Referring to fig. 1 and 2, the purifier 40 is used to remove the reaction by-products 60. In the present embodiment, the purifier 40 has a substantially rectangular parallelepiped shape, and the longitudinal direction of the purifier 40 is the same as the longitudinal direction of the pipe joint 20. The purifier 40 is arranged in the pipe joint member 20, and the outer wall of the purifier 40 is attached to the inner wall of the pipe joint member 20, i.e. the width or diameter of the outer wall of the purifier 40 is approximately the same as the width or diameter of the inner wall of the pipe joint member 20. In some embodiments, the purifier 40 is disposed near the outlet 11, and the distance D between the end of the purifier 40 near the outlet 11 and the connection between the outlet 11 and the pipe connector 20 does not exceed 50cm, so that the reaction byproducts 60 in the gas can be removed immediately after the gas is exhausted from the semiconductor chamber 10, and the gas can not flow through the pipe connector 20 with a longer distance, thereby improving the adhesion of the reaction byproducts 60 in the pipe connector 20. In some embodiments, the distance D may be 1cm, 5cm, 10cm, 15cm, 20cm, 25cm, 30cm, 35cm, 40cm, 45cm, and 50 cm.

Referring to fig. 2, the purifier 40 includes a first electrode 41, a second electrode 42, a third electrode 43, an insulating portion 44, and a channel 45. The first electrode 41, the second electrode 42 and the third electrode 43 are separated by the insulating portion 44, the channel 45 is disposed in the insulating portion 44, and the channel 45 has a sufficient channel width to allow the reaction by-products 60 to enter the interior of the purifier 40.

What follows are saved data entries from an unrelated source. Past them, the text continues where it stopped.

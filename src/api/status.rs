use std::sync::Arc;

use axum::Json;
use axum::extract::State;

use super::types::{ApiResponse, ProfileStatusDto, StatusDto};
use super::{ApiError, AppState};

pub async fn status(
    State(state): State<Arc<AppState>>,
) -> Result<Json<ApiResponse<StatusDto>>, ApiError> {
    let watermarks = state.store.list_watermarks().await?;
    let mut profiles = Vec::new();

    for name in state.profile_names() {
        let watermark = watermarks.iter().find(|w| w.profile == name);
        let runtime_state = state.profile_state_label(&name).await;

        profiles.push(ProfileStatusDto {
            name,
            state: runtime_state,
            last_run_at: watermark.and_then(|w| w.last_run_at).map(|t| t.to_rfc3339()),
            last_success_at: watermark.and_then(|w| w.last_success_at).map(|t| t.to_rfc3339()),
            last_error: watermark.and_then(|w| w.last_error.clone()),
            last_applied: watermark.map_or(0, |w| w.last_applied),
            last_skipped: watermark.map_or(0, |w| w.last_skipped),
            last_failed: watermark.map_or(0, |w| w.last_failed),
        });
    }

    Ok(Json(ApiResponse::success(StatusDto {
        version: env!("CARGO_PKG_VERSION").to_string(),
        uptime_seconds: state.start_time.elapsed().as_secs(),
        profiles,
    })))
}
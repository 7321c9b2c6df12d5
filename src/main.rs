use plexanibridge::{Config, run};

fn main() -> anyhow::Result<()> {
    let config = Config::load()?;
    let worker_threads = config.general.worker_threads;

    let mut builder = tokio::runtime::Builder::new_multi_thread();
    builder.enable_all();

    if worker_threads > 0 {
        builder.worker_threads(worker_threads);
    }

    let runtime = builder.build()?;
    runtime.block_on(run())
}
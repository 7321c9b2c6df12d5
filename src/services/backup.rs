//! Backup/restore: periodic and on-demand snapshots of a profile's full
//! AniList list, restorable wholesale.

use anyhow::{Context, Result};
use tracing::info;

use crate::clients::anilist::AnilistClient;
use crate::db::{BackupSummary, Store};

pub struct BackupService {
    store: Store,
    anilist: AnilistClient,
}

impl BackupService {
    #[must_use]
    pub const fn new(store: Store, anilist: AnilistClient) -> Self {
        Self { store, anilist }
    }

    /// Snapshots the authenticated user's current AniList list.
    pub async fn create_backup(&self, profile: &str, reason: &str) -> Result<BackupSummary> {
        let viewer = self.anilist.get_viewer().await?;
        let entries = self.anilist.get_list(viewer.id).await?;
        let summary = self.store.create_backup(profile, &entries, reason).await?;
        info!(profile, backup_id = summary.id, count = entries.len(), "created backup");
        Ok(summary)
    }

    pub async fn list_backups(&self, profile: &str) -> Result<Vec<BackupSummary>> {
        self.store.list_backups(profile).await
    }

    /// Replays every entry in a stored backup back onto AniList, overwriting
    /// whatever is there now. Does not touch entries absent from the
    /// snapshot — restoring is additive/overwriting, never deleting.
    pub async fn restore_backup(&self, backup_id: i64) -> Result<usize> {
        let entries = self
            .store
            .load_backup(backup_id)
            .await?
            .context("backup not found")?;

        for entry in &entries {
            self.anilist.save_entry(entry).await?;
        }

        info!(backup_id, count = entries.len(), "restored backup");
        Ok(entries.len())
    }

    pub async fn prune_older_than(&self, retention_days: u32) -> Result<u64> {
        let retention = std::time::Duration::from_secs(u64::from(retention_days) * 24 * 60 * 60);
        self.store.prune_backups(retention).await
    }
}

Specifically, in the purifier 40, the first electrode 41 is provided in the purifier 40 at a position close to the upper end surface of the purifier 40. The second electrode 42 is also provided in the purifier 40 at a position close to the lower end surface of the purifier 40, and the first electrode 41 and the second electrode 42 are substantially parallel. The third electrode 43 and the channel 45 are disposed between the first electrode 41 and the second electrode 42, the third electrode 43 being near the left side of the purifier 40, and the channel 45 being near the right side of the purifier 40. The insulating portion 44 is located between the first electrode 41, the second electrode 42, the third electrode 43 and the channel 45 to separate the electrodes and the channel. In some embodiments, the positional relationship of the first electrode 41, the second electrode 42, the third electrode 43, and the channel 45 is not limited thereto.

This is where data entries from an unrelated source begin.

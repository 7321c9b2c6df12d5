//! Application-wide constants.
//!
//! Centralizes magic values used across multiple modules.

/// AniList's GraphQL endpoint.
pub const ANILIST_GRAPHQL_URL: &str = "https://graphql.anilist.co";

/// Plex's remote metadata agent, used when a profile enables online
/// metadata mode.
pub const PLEX_METADATA_URL: &str = "https://metadata.provider.plex.tv";

/// Database filename under `data_path`.
pub const DATABASE_FILENAME: &str = "anibridge.db";

/// Backups subdirectory under `data_path`.
pub const BACKUPS_DIRNAME: &str = "backups";

/// Custom mapping override filename stems, tried in order under `data_path`.
pub const CUSTOM_MAPPING_STEMS: &[&str] = &["mappings.custom"];

/// Authoritative mapping source, refreshed by the database-sync job.
pub const DEFAULT_MAPPINGS_SOURCE_URL: &str =
    "https://raw.githubusercontent.com/eliasbenb/PlexAniBridge-mappings/main/mappings.json";

/// Extensions tried for custom mapping / config files, in order.
pub const STRUCTURED_FILE_EXTENSIONS: &[&str] = &["json", "yaml", "yml", "toml"];

/// Default fuzzy-title-match acceptance threshold (0-100).
pub const DEFAULT_FUZZY_THRESHOLD: u8 = 90;

/// Maximum number of `SaveMediaListEntry` mutations coalesced into one
/// aliased GraphQL document when `batch_requests` is enabled.
pub const DEFAULT_BATCH_SIZE: usize = 50;

/// Default backup retention, in days.
pub const DEFAULT_BACKUP_RETENTION_DAYS: u32 = 7;

/// Default database-sync (mappings refresh) cadence.
pub mod intervals {
    use std::time::Duration;

    /// Default cadence for refreshing the mappings store from its
    /// authoritative remote source.
    pub const DATABASE_SYNC: Duration = Duration::from_secs(24 * 60 * 60);

    /// Minimum recommended `sync_interval`; profiles below this still work
    /// but log a warning on startup.
    pub const MIN_RECOMMENDED_SYNC_INTERVAL: i64 = 60;
}

/// Scheduler failure-cooldown tuning.
pub mod cooldown {
    /// Consecutive failures before a profile enters cooldown backoff.
    pub const FAILURE_THRESHOLD: u32 = 5;
}

/// Per-profile dispatch-queue depth (one pending item per trigger kind).
pub const DISPATCH_QUEUE_DEPTH: usize = 1;

/// Observability bus buffer size.
pub const EVENT_BUS_BUFFER_SIZE: usize = 256;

The first electrode 41 and the second electrode 42 include a conductive material, and further, the conductive material may be aluminum. The insulating portion 44 contains an insulating material, and further, the insulating material is alumina. When the purifier 40 is disposed in the pipe connector 20 for removing the reaction by-products 60, the first electrode 41 is grounded, the second electrode 42 is connected to an alternating voltage, the alternating voltage may include 100V, 110V, 208V, 220V, 230V, 240V, 250V, and the third electrode is connected to a radio frequency power source. The purifier 40 generates rf power when energized to momentarily heat the channel 45 and the reaction byproducts 60 in the gas flowing through the channel 45 are combusted to remove the reaction byproducts 60 from the effluent gas in the semiconductor chamber 10. In some embodiments, the rf power may range from 10 to 100 watts. In some embodiments, the channel 45 is momentarily heated to 2000 degrees.

In some embodiments, the pipe coupling 20 and the purifier 40 may alternatively be shaped in other ways that achieve the same function and function as described above, such as being cylindrical. In some embodiments, the conductive material is not limited to aluminum as described above, but may also be copper or other metals.

Referring to fig. 1 again, in some embodiments, the cleaning system 100 for semiconductor chamber further includes an exhaust pipe 50, the exhaust pipe 50 is connected to the pump 30, and the pump 30 exhausts the gas from which the reaction by-products 60 are removed to the atmosphere through the exhaust pipe 50. It will be appreciated that the exhaust 50 may be eliminated if the pump 30 can directly vent the gas to atmosphere.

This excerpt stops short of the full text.